The domestic PV market is estimated to record modest growth of around 3 to 6 per cent in FY25, on an all-time high base of 4.2 million units in the previous financial year. However, even though demand drivers remain supportive, the volume growth for the segment is expected to moderate due to the waning pen-up replacement demand and heightened inventory across dealerships, as per the report.
Drive by the stable demand and the discounts being offered by the original equipment manufacturers (OEMs), retail sales remain steady. However, despite heavy discounts from OEMs, the inventory at dealer levels rose to an all-time high of 70-75 days at August-end, as per Icra who expects the upcoming festival period to be critical as far as the liquidation of inventory is concerned.

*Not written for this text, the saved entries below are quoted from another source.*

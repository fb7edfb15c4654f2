//! Backup scheduler
//!
//! A background task wakes up every `check_interval_secs` and runs a
//! due-check: load the schedule, skip if disabled or if the current period
//! already has a scheduled backup, otherwise compare the wall clock with the
//! configured time. A due backup is followed by a retention cleanup. Errors
//! are logged and never stop the loop.

use std::sync::{Arc, Mutex};
use std::time::Duration;

use chrono::{DateTime, Datelike, Timelike, Utc};
use serde::Serialize;
use tokio::task::JoinHandle;
use tokio::time::{Instant, MissedTickBehavior};

use super::catalog::{day_bucket, month_bucket, week_bucket, BackupClass, BackupMetadata};
use super::packager::BackupResult;
use super::retention::CleanupReport;
use super::service::BackupService;
use crate::config::schedule::{BackupScheduleConfig, Frequency};
use crate::error::FailureStage;

/// Result of evaluating the schedule against the clock
#[derive(Debug, Clone, PartialEq, Eq)]
pub enum DueDecision {
    Disabled,
    /// A scheduled backup already exists for this period
    AlreadyDone { period: String },
    NotDue,
    Due { class: BackupClass },
}

/// Decide whether a scheduled backup should start at `now`
///
/// At most one scheduled backup is taken per day, ISO week or month,
/// depending on the frequency. The configured time matches when `now` falls
/// in `[hour:minute, hour:minute + window_minutes)`; weekly schedules must
/// also be on the configured weekday (0 = Sunday). The first scheduled
/// backup of a month is classed monthly, later ones weekly.
pub fn evaluate_due(
    config: &BackupScheduleConfig,
    now: DateTime<Utc>,
    entries: &[BackupMetadata],
    window_minutes: u32,
) -> DueDecision {
    if !config.enabled {
        return DueDecision::Disabled;
    }

    let scheduled = || entries.iter().filter(|e| e.class != BackupClass::Manual);

    let period = match config.frequency {
        Frequency::Daily => day_bucket(now),
        Frequency::Weekly => week_bucket(now),
        Frequency::Monthly => month_bucket(now),
    };
    let period_of = |e: &BackupMetadata| match config.frequency {
        Frequency::Daily => day_bucket(e.created),
        Frequency::Weekly => e.week.clone(),
        Frequency::Monthly => e.month.clone(),
    };
    if scheduled().any(|e| period_of(e) == period) {
        return DueDecision::AlreadyDone { period };
    }

    if config.frequency == Frequency::Weekly && now.weekday().num_days_from_sunday() != config.day_of_week {
        return DueDecision::NotDue;
    }

    let now_minutes = i64::from(now.hour() * 60 + now.minute());
    let target_minutes = i64::from(config.hour * 60 + config.minute);
    let offset = now_minutes - target_minutes;
    if offset < 0 || offset >= i64::from(window_minutes) {
        return DueDecision::NotDue;
    }

    let month = month_bucket(now);
    let class = if scheduled().any(|e| e.month == month) {
        BackupClass::Weekly
    } else {
        BackupClass::Monthly
    };
    DueDecision::Due { class }
}

/// Outcome of one due-check
#[derive(Debug, Clone, Serialize)]
#[serde(tag = "outcome", rename_all = "camelCase")]
pub enum CheckOutcome {
    Disabled,
    AlreadyBackedUp {
        period: String,
    },
    NotDue,
    Completed {
        result: BackupResult,
        #[serde(skip_serializing_if = "Option::is_none")]
        cleanup: Option<CleanupReport>,
    },
    Failed {
        error: String,
        #[serde(skip_serializing_if = "Option::is_none")]
        stage: Option<FailureStage>,
    },
}

/// Snapshot of the scheduler state
#[derive(Debug, Clone, PartialEq, Eq, Serialize)]
#[serde(rename_all = "camelCase")]
pub struct SchedulerStatus {
    pub running: bool,
    #[serde(skip_serializing_if = "Option::is_none")]
    pub next_check: Option<DateTime<Utc>>,
    pub check_interval_secs: u64,
}

#[derive(Default)]
struct LoopState {
    handle: Option<JoinHandle<()>>,
    next_check: Option<DateTime<Utc>>,
}

struct SchedulerInner {
    service: Arc<BackupService>,
    state: Mutex<LoopState>,
}

/// Owns the periodic due-check task
///
/// Cloning is cheap; clones control the same loop.
#[derive(Clone)]
pub struct BackupScheduler {
    inner: Arc<SchedulerInner>,
}

impl BackupScheduler {
    pub fn new(service: Arc<BackupService>) -> Self {
        Self {
            inner: Arc::new(SchedulerInner {
                service,
                state: Mutex::new(LoopState::default()),
            }),
        }
    }

    /// Start the background loop; returns `false` if it was already running
    ///
    /// Must be called from within a Tokio runtime.
    pub fn start(&self) -> bool {
        let mut state = self.inner.lock_state();
        if state.handle.as_ref().is_some_and(|h| !h.is_finished()) {
            return false;
        }

        let interval = self.inner.service.settings().check_interval();
        state.next_check = Some(self.inner.next_check_after(interval));

        let inner = Arc::clone(&self.inner);
        state.handle = Some(tokio::spawn(async move { inner.run_loop(interval).await }));

        tracing::info!(interval_secs = interval.as_secs(), "Backup scheduler started");
        true
    }

    /// Stop the background loop; returns `false` if it was not running
    pub fn stop(&self) -> bool {
        let mut state = self.inner.lock_state();
        state.next_check = None;
        match state.handle.take() {
            Some(handle) if !handle.is_finished() => {
                handle.abort();
                tracing::info!("Backup scheduler stopped");
                true
            }
            _ => false,
        }
    }

    pub fn status(&self) -> SchedulerStatus {
        let state = self.inner.lock_state();
        let running = state.handle.as_ref().is_some_and(|h| !h.is_finished());
        SchedulerStatus {
            running,
            next_check: if running { state.next_check } else { None },
            check_interval_secs: self.inner.service.settings().check_interval().as_secs(),
        }
    }

    /// Run one due-check now, independent of the background loop
    pub async fn trigger_check_now(&self) -> CheckOutcome {
        self.inner.check().await
    }
}

impl SchedulerInner {
    fn lock_state(&self) -> std::sync::MutexGuard<'_, LoopState> {
        self.state.lock().unwrap_or_else(|e| e.into_inner())
    }

    fn next_check_after(&self, interval: Duration) -> DateTime<Utc> {
        let now = self.service.now();
        chrono::Duration::from_std(interval)
            .ok()
            .and_then(|step| now.checked_add_signed(step))
            .unwrap_or(DateTime::<Utc>::MAX_UTC)
    }

    async fn run_loop(&self, interval: Duration) {
        let mut ticker = tokio::time::interval_at(Instant::now() + interval, interval);
        ticker.set_missed_tick_behavior(MissedTickBehavior::Delay);

        loop {
            ticker.tick().await;
            self.lock_state().next_check = Some(self.next_check_after(interval));

            match self.check().await {
                CheckOutcome::Failed { error, stage } => {
                    tracing::error!(error = %error, stage = ?stage, "Scheduled backup check failed");
                }
                CheckOutcome::Completed { result, .. } => {
                    tracing::info!(
                        file = result.file_name.as_deref().unwrap_or_default(),
                        "Scheduled backup completed"
                    );
                }
                outcome => {
                    tracing::debug!(outcome = ?outcome, "Scheduled backup not needed");
                }
            }
        }
    }

    async fn check(&self) -> CheckOutcome {
        let config = self.service.schedule_config();
        let now = self.service.now();

        let entries = match self.service.list_backups() {
            Ok(entries) => entries,
            Err(e) => {
                return CheckOutcome::Failed {
                    error: e.to_string(),
                    stage: Some(e.stage()),
                }
            }
        };

        let window = self.service.settings().due_window_minutes;
        let class = match evaluate_due(&config, now, &entries, window) {
            DueDecision::Disabled => return CheckOutcome::Disabled,
            DueDecision::AlreadyDone { period } => return CheckOutcome::AlreadyBackedUp { period },
            DueDecision::NotDue => return CheckOutcome::NotDue,
            DueDecision::Due { class } => class,
        };

        tracing::info!(class = %class, frequency = ?config.frequency, "Scheduled backup due");

        let result = self.service.run_scheduled(&config.databases, class).await;
        if !result.success {
            return CheckOutcome::Failed {
                error: result.error.unwrap_or_else(|| "backup failed".to_string()),
                stage: result.failed_stage,
            };
        }

        let cleanup = match self.service.cleanup_with(config.retention).await {
            Ok(report) => Some(report),
            Err(e) => {
                tracing::warn!(error = %e, "Retention cleanup after scheduled backup failed");
                None
            }
        };

        CheckOutcome::Completed { result, cleanup }
    }
}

Led by a series of new model introductions and a shift in consumer preferences, the utility vehicles (UV) segment is consistently expanding its share in the overall industry sales.
As far as the capital expenditure is concerned, the capex outlay for OEMs has been projected to remain on the higher side at Rs 250 to Rs 300 billion per annum over the next few fiscals, as per the Icra report. This is being driven towards new product development, enhancement of capabilities, platforms for electric vehicles by the OEMs.
Aided by improved profitability, low leverage, healthy liquidity along with strong parentage, Icra has stated that the credit profile of PV OEMs is expected to remain healthy. The OEMs are expected to maintain healthy margins due to softening commodity prices along with healthy operating leverage.